– Всегда на виду, – отвечал Розанов, – занимаюсь прохождением службы; начальством, могу сказать, любим, подчиненных не имею.

– Что же вы к нам никогда?

Розанов посмотрел на него с удивлением и отвечал:

– Помилуйте, зачем же я буду ходить к вам, когда мое присутствие вас стесняет?

Белоярцев несколько смутился и сказал.

– Нет… Это совсем не так. Дмитрий Петрович, я именно против личности вашей ничего не имею, а если я что-нибудь говорил в этом роде, то говорил о несходстве в принципах.

– Каких принципах? – спросил Розанов.

– Ну, мы во многом же не можем с вами согласиться…

Розанов пожал в недоумении плечами.

– Вы выходите из одних начал, а мы из других…

– Позвольте, пожалуйста: я от вас всегда слыхал одно…

– Ну да, – то было время.

– Вы всегда утверждали, что вы художник и вам нет дела ни до чего вне художества: я вас не оспаривал и никогда не оспариваю. Какое мне дело до ваших принципов?

– Да, да, это все так, но все же ведь все наши недоразумения выходят из-за несходства наших принципов. Мы отрицаем многое, за что стоит…

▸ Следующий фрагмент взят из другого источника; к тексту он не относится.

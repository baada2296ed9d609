//! Structured logging setup for the terrain pipeline.
//!
//! Span-based, filterable logging via the `tracing` ecosystem: console
//! output with uptime timestamps, module paths, and thread names (the
//! fetch worker is named, which makes its per-chunk timing logs easy to
//! follow).

use tracing_subscriber::{EnvFilter, fmt, layer::SubscriberExt, util::SubscriberInitExt};

/// Initialize the tracing subscriber.
///
/// `RUST_LOG` overrides the default `info` filter. Calling this more than
/// once is an error in the caller; the subscriber is process global.
pub fn init_logging() {
    let env_filter = EnvFilter::try_from_default_env().unwrap_or_else(|_| default_env_filter());

    let console_layer = fmt::layer()
        .with_target(true)
        .with_thread_ids(false)
        .with_thread_names(true)
        .with_level(true)
        .with_timer(fmt::time::uptime());

    tracing_subscriber::registry()
        .with(env_filter)
        .with(console_layer)
        .init();
}

/// The default filter: `info` everywhere.
#[must_use]
pub fn default_env_filter() -> EnvFilter {
    EnvFilter::new("info")
}
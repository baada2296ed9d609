//! The six faces of the planet cube.

use glam::DVec3;

/// One of the six cube faces covering the planet surface.
///
/// A face plus an axis-aligned chunk rectangle (origin and square size in
/// face-local units) addresses a unique region of the planet. Face-local
/// sampling space puts `Top` on the `+z` plane (see [`crate::FaceBasis`]);
/// the camera-side classification in [`Face::from_direction`] uses the
/// view-space convention where `Top` is `+y`.
#[derive(Clone, Copy, Debug, PartialEq, Eq, Hash, PartialOrd, Ord)]
#[repr(u8)]
pub enum Face {
    Top = 0,
    Front = 1,
    Right = 2,
    Left = 3,
    Back = 4,
    Bottom = 5,
}

impl Face {
    /// All six faces in canonical order.
    pub const ALL: [Face; 6] = [
        Face::Top,
        Face::Front,
        Face::Right,
        Face::Left,
        Face::Back,
        Face::Bottom,
    ];

    /// Stable index in `0..6`, matching the order of [`Face::ALL`].
    #[must_use]
    pub fn index(self) -> usize {
        self as usize
    }

    /// The face on the opposite side of the cube.
    #[must_use]
    pub fn opposite(self) -> Face {
        match self {
            Face::Top => Face::Bottom,
            Face::Bottom => Face::Top,
            Face::Front => Face::Back,
            Face::Back => Face::Front,
            Face::Right => Face::Left,
            Face::Left => Face::Right,
        }
    }

    /// Classify a direction from the planet center onto the face it pierces.
    ///
    /// Dominant-axis split in view space: `|y|` wins ties against `|x|`,
    /// which wins ties against `|z|`. `(0, 1, 0)` is `Top`, `(1, 0, 0)` is
    /// `Right`, `(0, 0, 1)` is `Front`.
    #[must_use]
    pub fn from_direction(dir: DVec3) -> Face {
        let fx = dir.x.abs();
        let fy = dir.y.abs();
        let fz = dir.z.abs();

        if fy >= fx && fy >= fz {
            if dir.y > 0.0 { Face::Top } else { Face::Bottom }
        } else if fx >= fy && fx >= fz {
            if dir.x > 0.0 { Face::Right } else { Face::Left }
        } else if dir.z > 0.0 {
            Face::Front
        } else {
            Face::Back
        }
    }
}

#[cfg(test)]
mod tests {
    use super::*;

    #[test]
    fn test_all_six_faces_have_distinct_indices() {
        let mut seen = [false; 6];
        for face in Face::ALL {
            assert!(!seen[face.index()], "duplicate index for {face:?}");
            seen[face.index()] = true;
        }
    }

    #[test]
    fn test_opposite_is_involution() {
        for face in Face::ALL {
            assert_eq!(face.opposite().opposite(), face);
        }
    }

    #[test]
    fn test_axis_directions_pick_the_expected_faces() {
        assert_eq!(Face::from_direction(DVec3::new(1.0, 0.0, 0.0)), Face::Right);
        assert_eq!(Face::from_direction(DVec3::new(-1.0, 0.0, 0.0)), Face::Left);
        assert_eq!(Face::from_direction(DVec3::new(0.0, 1.0, 0.0)), Face::Top);
        assert_eq!(Face::from_direction(DVec3::new(0.0, -1.0, 0.0)), Face::Bottom);
        assert_eq!(Face::from_direction(DVec3::new(0.0, 0.0, 1.0)), Face::Front);
        assert_eq!(Face::from_direction(DVec3::new(0.0, 0.0, -1.0)), Face::Back);
    }

    #[test]
    fn test_off_axis_direction_picks_dominant_axis() {
        assert_eq!(
            Face::from_direction(DVec3::new(0.2, -0.9, 0.3)),
            Face::Bottom
        );
        assert_eq!(Face::from_direction(DVec3::new(0.9, 0.2, 0.3)), Face::Right);
    }

    #[test]
    fn test_dominant_axis_tie_prefers_y_then_x() {
        assert_eq!(Face::from_direction(DVec3::new(1.0, 1.0, 0.0)), Face::Top);
        assert_eq!(Face::from_direction(DVec3::new(1.0, 0.0, 1.0)), Face::Right);
    }
}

– Э! полноте, Белоярцев! Повторяю, что мне нет никакого дела до того, что с вами произошел какой-то кур-кен-переверкен. Если между нами есть, как вы их называете, недоразумения, так тут ни при чем ваши отрицания. Мой приятель Лобачевский несравненно больший отрицатель, чем все вы; он даже вон отрицает вас самих со всеми вашими хлопотами и всего ждет только от выработки вещества человеческого мозга, но между нами нет же подобных недоразумений. Мы не мешаем друг другу. Какие там особенные принципы!..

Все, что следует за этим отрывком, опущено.